January is known to be the time of the year where Hollywood dumps the trash. A few of the new releases will compete for a spot in many people’s “worst of the year” list, no doubt about it, but not necessarily because these are cinematic abominations. These duds are guilty of -in my opinion- cinema’s greatest sin: they are extremely boring. A couple of days after seating through the insufferable “Blackhat” -what the hack Michael Mann?- I was ready to eat another bullet, “The Boy Next Door.” Instead, I found myself entertained from beginning to end.

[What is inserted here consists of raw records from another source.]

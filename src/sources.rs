use anyhow::Result;

use crate::config::Config;

/// `(name, status, healthy)` for each connector.
pub fn source_statuses(config: &Config) -> Vec<(&'static str, String, bool)> {
    let microcms = match &config.connectors.microcms {
        Some(cms) => match (cms.api_root(), std::env::var(&cms.api_key_env)) {
            (Ok(_), Ok(_)) => ("OK".to_string(), true),
            (Err(_), _) => ("NOT CONFIGURED (service domain missing)".to_string(), false),
            (_, Err(_)) => (format!("NOT CONFIGURED ({} not set)", cms.api_key_env), false),
        },
        None => ("NOT CONFIGURED".to_string(), false),
    };

    let snapshot = match &config.connectors.snapshot {
        Some(snap) if snap.path.is_file() => ("OK".to_string(), true),
        Some(_) => ("NOT CONFIGURED (file does not exist)".to_string(), false),
        None => ("NOT CONFIGURED".to_string(), false),
    };

    vec![
        ("microcms", microcms.0, microcms.1),
        ("snapshot", snapshot.0, snapshot.1),
    ]
}

pub fn list_sources(config: &Config) -> Result<()> {
    println!("{:<16} {:<40} HEALTHY", "CONNECTOR", "STATUS");
    for (name, status, healthy) in source_statuses(config) {
        println!("{:<16} {:<40} {}", name, status, healthy);
    }
    Ok(())
}
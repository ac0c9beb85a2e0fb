//! Export the synced glossary as JSON for static site builds.
//!
//! Produces one document with the flat term list, the category tree
//! (terms attached), and the A–Z index, so a static front end can render
//! every page without talking to the server.

use anyhow::Result;
use chrono::{DateTime, Utc};
use serde::Serialize;
use std::path::Path;

use glossary_core::alphabet::{build_alphabet_index, AlphabetIndex};
use glossary_core::models::Term;
use glossary_core::store::Store;
use glossary_core::tree::{build_category_tree, CategoryNode, TreeOptions};

use crate::config::Config;
use crate::sqlite_store::SqliteStore;

#[derive(Serialize)]
#[serde(rename_all = "camelCase")]
pub struct ExportData {
    pub generated_at: DateTime<Utc>,
    pub terms: Vec<Term>,
    pub categories: Vec<CategoryNode>,
    pub index: AlphabetIndex,
}

pub async fn export_data(store: &dyn Store, options: &TreeOptions) -> Result<ExportData> {
    let terms = store.list_terms().await?;
    let categories = store.list_categories().await?;
    Ok(ExportData {
        generated_at: Utc::now(),
        categories: build_category_tree(&categories, &terms, options),
        index: build_alphabet_index(&terms),
        terms,
    })
}

/// Export terms, tree, and index as JSON.
///
/// If `output` is `Some`, writes to that file path. Otherwise writes
/// to stdout for piping.
pub async fn run_export(config: &Config, output: Option<&Path>) -> Result<()> {
    let store = SqliteStore::connect(config).await?;
    let data = export_data(&store, &config.tree_options()).await;
    store.close().await;
    let data = data?;

    let json = serde_json::to_string_pretty(&data)?;

    match output {
        Some(path) => {
            if let Some(parent) = path.parent() {
                std::fs::create_dir_all(parent)?;
            }
            std::fs::write(path, &json)?;
            eprintln!(
                "Exported {} terms, {} root categories to {}",
                data.terms.len(),
                data.categories.len(),
                path.display()
            );
        }
        None => println!("{}", json),
    }
    Ok(())
}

If you saw the trailer you know what’s going on: Jennifer Lopez is a super sexy desperate housewife that, after having a one-night-stand with a way younger neighbor (Ryan Guzman), becomes the victim of his obsession. That sounds like something that can actually happen. But it feels like someone started yelling “More! More!” during script revision meetings. The result? Any trace of realism got thrown out the window.

TheBoyNextDoorTrailer
With each exaggerated and over-the-top development the characters become less human and more caricatures: JLo’s Claire is your typical beautiful bookworm, dedicated teacher, forgiving betrayed woman and overprotective suburban mom; while the fat-free Noah isn’t just mentally troubled, but one of the most twisted and explosive psychopaths in film history.

But a soap opera-like narrative isn’t enough to awake your inner cynic and start enjoining a train wreck. Bad acting, terrible dialogue, and an even worse story are necessary of course, but one ingredient is key to make the whole affair hilarious: it must be played straight. I was able to have fun with “The Boy Next Door” because the movie genuinely believes that it’s an edgy thriller, while actually being an unintentional parody of the genre.

So, instead of running away from it, invite your neighbors to see “The Boy Next Door” and let your lust for “so bad, they are good” movies run wild.